┌─ DATA RECORDS
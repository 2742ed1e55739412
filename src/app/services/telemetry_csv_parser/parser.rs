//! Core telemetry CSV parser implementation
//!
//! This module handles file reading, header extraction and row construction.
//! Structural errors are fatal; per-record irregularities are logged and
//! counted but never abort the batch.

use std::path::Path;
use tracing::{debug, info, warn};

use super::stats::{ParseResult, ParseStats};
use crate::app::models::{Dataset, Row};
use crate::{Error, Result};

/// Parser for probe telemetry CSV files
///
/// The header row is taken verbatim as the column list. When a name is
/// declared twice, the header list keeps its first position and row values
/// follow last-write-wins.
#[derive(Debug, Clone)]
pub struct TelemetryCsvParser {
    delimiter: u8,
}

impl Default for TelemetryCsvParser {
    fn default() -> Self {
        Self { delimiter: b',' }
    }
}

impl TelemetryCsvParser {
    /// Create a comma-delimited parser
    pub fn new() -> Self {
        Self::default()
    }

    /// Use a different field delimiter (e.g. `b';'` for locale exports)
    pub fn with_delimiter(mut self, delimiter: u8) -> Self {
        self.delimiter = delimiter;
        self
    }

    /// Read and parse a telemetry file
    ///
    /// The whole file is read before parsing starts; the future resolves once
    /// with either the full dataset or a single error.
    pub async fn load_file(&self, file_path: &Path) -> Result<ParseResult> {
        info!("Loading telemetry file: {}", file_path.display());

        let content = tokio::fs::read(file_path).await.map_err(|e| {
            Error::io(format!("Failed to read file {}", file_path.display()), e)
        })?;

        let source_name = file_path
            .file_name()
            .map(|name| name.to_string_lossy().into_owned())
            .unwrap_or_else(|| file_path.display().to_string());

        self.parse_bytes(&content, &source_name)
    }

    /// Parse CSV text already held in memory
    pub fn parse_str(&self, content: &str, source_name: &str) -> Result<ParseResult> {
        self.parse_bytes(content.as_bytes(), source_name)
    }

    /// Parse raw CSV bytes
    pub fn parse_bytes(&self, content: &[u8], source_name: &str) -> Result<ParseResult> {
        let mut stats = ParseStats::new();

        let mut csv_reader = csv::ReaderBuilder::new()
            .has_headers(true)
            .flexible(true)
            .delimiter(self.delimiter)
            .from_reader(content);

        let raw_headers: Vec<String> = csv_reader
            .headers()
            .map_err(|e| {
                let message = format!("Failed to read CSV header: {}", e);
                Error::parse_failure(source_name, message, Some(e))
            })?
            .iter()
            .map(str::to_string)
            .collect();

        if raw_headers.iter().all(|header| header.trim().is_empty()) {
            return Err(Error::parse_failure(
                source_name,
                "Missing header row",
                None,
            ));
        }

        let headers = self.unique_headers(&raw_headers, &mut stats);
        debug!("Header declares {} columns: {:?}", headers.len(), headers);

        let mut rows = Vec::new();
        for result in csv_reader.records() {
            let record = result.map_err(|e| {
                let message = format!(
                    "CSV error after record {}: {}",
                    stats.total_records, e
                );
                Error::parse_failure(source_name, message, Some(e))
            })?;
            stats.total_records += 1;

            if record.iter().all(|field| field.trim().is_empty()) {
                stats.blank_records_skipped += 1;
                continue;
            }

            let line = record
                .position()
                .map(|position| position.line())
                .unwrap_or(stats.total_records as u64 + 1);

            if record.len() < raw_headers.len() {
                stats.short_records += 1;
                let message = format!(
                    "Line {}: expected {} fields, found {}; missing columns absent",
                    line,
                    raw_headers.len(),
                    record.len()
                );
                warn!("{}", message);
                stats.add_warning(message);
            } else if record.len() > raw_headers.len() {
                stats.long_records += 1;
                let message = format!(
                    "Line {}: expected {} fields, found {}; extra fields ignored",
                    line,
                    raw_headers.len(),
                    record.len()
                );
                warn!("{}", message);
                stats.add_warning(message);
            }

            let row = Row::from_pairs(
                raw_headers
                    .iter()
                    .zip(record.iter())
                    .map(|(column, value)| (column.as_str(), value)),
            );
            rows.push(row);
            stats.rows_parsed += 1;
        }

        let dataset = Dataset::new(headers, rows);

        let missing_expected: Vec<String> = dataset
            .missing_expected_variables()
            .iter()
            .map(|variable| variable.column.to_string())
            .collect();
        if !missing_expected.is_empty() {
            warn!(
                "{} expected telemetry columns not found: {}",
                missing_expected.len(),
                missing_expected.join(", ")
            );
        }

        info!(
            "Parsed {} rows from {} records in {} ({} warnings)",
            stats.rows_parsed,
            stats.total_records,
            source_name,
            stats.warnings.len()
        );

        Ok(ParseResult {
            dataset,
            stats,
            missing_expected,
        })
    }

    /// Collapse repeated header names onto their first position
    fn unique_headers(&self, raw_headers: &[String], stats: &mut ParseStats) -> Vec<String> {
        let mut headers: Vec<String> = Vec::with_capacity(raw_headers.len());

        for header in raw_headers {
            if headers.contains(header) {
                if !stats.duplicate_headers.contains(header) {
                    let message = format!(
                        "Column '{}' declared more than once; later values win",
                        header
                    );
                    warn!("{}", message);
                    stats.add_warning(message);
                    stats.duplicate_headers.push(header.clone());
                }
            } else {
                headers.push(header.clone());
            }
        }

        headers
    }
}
└─
┌─ DATA RECORDS
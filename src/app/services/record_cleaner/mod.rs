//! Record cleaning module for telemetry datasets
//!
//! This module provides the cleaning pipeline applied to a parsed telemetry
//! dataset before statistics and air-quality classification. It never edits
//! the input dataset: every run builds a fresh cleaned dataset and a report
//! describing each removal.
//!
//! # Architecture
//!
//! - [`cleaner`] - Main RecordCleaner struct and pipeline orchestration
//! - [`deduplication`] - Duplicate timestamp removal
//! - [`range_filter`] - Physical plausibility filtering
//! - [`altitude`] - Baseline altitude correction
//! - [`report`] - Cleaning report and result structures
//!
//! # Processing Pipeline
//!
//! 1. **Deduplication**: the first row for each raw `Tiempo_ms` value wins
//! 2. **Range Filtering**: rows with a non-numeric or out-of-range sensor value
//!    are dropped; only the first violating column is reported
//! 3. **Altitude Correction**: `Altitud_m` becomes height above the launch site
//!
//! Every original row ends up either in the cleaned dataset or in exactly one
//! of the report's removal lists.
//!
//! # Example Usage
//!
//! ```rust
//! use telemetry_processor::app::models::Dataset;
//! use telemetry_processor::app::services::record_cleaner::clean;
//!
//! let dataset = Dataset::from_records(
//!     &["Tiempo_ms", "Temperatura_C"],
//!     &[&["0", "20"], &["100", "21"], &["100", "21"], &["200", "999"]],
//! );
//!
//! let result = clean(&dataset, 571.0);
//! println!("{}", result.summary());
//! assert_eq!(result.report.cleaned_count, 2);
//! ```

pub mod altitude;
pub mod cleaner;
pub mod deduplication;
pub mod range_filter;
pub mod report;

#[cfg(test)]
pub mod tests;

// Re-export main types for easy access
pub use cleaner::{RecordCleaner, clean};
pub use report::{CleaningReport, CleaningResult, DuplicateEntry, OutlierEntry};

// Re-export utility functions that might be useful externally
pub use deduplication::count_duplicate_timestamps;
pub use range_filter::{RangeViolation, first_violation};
└─
*WHAT YOU ARE ASKED TO DO*:
If a line in the listing contains the string "info", count it; then give only the number of such lines.

*TASK RESPONSE*:
3